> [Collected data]

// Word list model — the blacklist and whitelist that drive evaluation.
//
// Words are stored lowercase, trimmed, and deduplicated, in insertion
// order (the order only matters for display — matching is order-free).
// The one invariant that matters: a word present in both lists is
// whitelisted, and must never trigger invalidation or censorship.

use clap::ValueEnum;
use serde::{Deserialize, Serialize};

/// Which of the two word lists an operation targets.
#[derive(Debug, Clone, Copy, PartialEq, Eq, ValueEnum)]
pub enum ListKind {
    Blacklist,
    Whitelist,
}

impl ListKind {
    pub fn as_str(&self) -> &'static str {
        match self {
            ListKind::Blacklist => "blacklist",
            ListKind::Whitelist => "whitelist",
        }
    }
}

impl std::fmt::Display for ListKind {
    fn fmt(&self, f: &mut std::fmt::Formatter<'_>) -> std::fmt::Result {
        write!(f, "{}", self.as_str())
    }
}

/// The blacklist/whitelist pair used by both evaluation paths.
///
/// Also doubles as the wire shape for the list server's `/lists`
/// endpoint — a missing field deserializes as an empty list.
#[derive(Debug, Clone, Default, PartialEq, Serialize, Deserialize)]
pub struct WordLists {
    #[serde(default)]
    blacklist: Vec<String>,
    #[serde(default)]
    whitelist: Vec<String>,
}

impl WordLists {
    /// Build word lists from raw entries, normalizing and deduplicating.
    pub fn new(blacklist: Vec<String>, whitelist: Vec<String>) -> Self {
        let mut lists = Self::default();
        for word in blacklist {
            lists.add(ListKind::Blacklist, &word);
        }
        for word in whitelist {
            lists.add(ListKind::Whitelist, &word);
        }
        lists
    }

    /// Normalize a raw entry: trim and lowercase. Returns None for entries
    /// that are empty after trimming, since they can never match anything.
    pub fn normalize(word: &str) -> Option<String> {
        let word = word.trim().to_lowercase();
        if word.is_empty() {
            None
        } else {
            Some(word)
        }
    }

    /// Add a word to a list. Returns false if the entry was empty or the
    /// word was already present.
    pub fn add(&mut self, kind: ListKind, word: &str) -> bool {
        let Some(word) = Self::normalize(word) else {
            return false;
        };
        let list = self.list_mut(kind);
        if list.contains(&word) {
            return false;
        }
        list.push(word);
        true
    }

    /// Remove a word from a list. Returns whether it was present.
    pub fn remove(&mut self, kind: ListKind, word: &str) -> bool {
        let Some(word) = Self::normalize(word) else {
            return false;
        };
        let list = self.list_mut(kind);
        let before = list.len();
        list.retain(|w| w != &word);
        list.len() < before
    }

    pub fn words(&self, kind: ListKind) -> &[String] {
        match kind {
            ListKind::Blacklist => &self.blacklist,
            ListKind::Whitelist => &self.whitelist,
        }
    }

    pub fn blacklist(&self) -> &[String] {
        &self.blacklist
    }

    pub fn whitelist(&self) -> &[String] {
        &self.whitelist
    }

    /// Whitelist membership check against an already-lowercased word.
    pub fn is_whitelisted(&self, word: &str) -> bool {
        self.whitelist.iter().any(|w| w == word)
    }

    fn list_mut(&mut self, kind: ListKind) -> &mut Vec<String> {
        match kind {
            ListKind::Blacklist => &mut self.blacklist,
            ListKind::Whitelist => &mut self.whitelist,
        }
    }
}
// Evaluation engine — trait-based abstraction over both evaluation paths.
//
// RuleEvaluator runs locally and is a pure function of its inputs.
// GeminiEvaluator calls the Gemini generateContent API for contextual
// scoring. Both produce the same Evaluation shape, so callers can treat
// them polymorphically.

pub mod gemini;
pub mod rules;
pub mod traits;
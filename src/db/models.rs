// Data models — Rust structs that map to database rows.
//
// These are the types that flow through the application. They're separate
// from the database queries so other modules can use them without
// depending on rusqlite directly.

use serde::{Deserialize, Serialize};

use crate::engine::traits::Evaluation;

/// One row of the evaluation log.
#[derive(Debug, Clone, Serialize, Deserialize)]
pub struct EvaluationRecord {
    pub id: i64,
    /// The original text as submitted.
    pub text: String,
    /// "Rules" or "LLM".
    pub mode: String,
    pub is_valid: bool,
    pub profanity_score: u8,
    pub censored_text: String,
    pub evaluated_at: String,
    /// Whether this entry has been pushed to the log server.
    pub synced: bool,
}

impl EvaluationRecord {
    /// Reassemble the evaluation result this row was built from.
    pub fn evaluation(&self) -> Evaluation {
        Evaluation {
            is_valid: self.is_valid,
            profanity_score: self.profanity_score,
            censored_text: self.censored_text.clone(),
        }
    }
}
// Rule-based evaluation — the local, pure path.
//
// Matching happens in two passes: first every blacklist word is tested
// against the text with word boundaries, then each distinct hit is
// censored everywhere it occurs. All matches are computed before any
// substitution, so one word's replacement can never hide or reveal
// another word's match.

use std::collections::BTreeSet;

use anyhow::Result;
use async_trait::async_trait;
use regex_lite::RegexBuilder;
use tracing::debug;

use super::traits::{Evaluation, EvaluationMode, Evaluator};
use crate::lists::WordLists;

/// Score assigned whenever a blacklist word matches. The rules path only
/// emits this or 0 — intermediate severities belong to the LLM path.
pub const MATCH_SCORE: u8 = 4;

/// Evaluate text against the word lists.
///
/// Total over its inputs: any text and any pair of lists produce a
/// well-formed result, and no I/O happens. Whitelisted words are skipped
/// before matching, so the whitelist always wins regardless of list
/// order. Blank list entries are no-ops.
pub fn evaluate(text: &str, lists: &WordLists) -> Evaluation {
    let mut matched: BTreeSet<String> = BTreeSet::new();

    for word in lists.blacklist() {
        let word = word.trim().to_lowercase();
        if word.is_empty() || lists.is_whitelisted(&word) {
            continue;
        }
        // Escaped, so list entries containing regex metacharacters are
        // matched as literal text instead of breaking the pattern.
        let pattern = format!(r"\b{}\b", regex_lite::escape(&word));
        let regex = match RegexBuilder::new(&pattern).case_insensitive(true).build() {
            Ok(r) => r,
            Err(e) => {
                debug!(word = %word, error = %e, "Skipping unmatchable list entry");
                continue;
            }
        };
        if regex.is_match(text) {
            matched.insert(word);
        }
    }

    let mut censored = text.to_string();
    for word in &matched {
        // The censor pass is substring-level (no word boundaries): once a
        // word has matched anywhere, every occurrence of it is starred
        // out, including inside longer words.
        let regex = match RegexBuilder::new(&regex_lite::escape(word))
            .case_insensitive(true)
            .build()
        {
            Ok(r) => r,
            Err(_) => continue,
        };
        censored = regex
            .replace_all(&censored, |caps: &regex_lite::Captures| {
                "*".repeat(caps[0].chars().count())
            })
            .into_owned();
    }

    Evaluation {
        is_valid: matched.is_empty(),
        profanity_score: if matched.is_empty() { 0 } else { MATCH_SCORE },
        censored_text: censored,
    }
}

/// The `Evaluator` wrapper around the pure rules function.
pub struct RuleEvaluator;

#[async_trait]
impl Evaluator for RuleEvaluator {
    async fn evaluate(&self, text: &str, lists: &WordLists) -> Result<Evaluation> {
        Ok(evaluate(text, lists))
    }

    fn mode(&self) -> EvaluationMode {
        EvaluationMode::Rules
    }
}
...
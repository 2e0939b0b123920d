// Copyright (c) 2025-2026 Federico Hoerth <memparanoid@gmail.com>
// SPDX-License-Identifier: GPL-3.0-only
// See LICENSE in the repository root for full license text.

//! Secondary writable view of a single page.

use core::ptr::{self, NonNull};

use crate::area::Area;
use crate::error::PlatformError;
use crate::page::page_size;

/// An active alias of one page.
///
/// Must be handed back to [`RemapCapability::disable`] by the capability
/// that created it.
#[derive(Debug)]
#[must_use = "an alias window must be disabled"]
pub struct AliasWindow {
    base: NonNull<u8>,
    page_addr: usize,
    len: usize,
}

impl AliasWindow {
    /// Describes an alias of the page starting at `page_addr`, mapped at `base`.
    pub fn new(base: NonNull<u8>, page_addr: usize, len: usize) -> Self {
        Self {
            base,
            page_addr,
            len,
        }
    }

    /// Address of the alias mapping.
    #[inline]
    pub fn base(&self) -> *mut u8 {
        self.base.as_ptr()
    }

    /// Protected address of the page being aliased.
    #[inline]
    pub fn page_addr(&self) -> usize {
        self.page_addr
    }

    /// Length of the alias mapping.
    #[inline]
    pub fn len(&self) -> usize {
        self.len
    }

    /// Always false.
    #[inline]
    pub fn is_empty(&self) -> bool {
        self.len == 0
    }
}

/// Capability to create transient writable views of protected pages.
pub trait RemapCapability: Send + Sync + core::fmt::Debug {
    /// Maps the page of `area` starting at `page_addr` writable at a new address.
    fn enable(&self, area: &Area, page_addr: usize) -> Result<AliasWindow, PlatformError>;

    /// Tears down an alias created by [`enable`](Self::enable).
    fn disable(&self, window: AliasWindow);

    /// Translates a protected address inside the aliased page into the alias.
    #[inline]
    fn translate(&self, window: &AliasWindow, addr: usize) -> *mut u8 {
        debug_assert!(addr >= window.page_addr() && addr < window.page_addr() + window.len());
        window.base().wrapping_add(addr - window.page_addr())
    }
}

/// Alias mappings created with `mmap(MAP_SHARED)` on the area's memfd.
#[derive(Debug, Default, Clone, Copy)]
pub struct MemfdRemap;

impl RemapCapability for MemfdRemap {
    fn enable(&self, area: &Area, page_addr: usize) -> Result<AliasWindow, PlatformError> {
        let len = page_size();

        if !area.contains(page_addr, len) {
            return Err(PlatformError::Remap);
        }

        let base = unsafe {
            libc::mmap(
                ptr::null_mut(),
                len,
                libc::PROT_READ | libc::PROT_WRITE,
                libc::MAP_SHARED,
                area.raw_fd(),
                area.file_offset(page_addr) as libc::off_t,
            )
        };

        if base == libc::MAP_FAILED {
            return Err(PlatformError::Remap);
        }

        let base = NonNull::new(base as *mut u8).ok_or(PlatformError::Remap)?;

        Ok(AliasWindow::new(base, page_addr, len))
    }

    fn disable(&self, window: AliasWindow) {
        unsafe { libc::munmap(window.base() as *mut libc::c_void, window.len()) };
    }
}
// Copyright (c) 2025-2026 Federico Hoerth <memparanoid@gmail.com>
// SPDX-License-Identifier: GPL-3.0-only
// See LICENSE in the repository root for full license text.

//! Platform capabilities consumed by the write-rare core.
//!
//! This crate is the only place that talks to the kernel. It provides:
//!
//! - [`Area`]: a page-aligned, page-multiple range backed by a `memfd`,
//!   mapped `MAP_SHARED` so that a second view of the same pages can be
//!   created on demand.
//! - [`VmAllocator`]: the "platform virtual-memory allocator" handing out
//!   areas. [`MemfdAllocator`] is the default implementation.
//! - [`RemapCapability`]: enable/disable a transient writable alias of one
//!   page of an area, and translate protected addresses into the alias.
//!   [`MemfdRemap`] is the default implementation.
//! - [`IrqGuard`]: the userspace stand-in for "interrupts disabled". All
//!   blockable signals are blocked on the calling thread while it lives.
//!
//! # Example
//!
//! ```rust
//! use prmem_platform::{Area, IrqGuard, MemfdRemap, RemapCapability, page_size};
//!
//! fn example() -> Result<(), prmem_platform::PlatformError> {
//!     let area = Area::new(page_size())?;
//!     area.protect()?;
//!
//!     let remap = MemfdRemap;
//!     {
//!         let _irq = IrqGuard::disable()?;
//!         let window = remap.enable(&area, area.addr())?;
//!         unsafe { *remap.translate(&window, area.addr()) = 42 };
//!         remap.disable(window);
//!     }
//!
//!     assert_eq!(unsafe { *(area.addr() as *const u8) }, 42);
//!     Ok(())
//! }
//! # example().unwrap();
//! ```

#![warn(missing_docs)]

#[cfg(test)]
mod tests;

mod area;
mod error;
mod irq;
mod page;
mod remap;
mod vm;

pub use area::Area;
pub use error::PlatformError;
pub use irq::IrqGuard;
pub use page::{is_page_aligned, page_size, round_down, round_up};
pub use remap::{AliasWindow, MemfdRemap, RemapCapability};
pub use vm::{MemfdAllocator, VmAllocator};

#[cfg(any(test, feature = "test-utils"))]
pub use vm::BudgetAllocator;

> [Required work]
Lines from the entries that contain the string "only" are what must be copied.

> [Completed task]
// order (the order only matters for display — matching is order-free).
/// Score assigned whenever a blacklist word matches. The rules path only
// SPDX-License-Identifier: GPL-3.0-only
// SPDX-License-Identifier: GPL-3.0-only
//! This crate is the only place that talks to the kernel. It provides:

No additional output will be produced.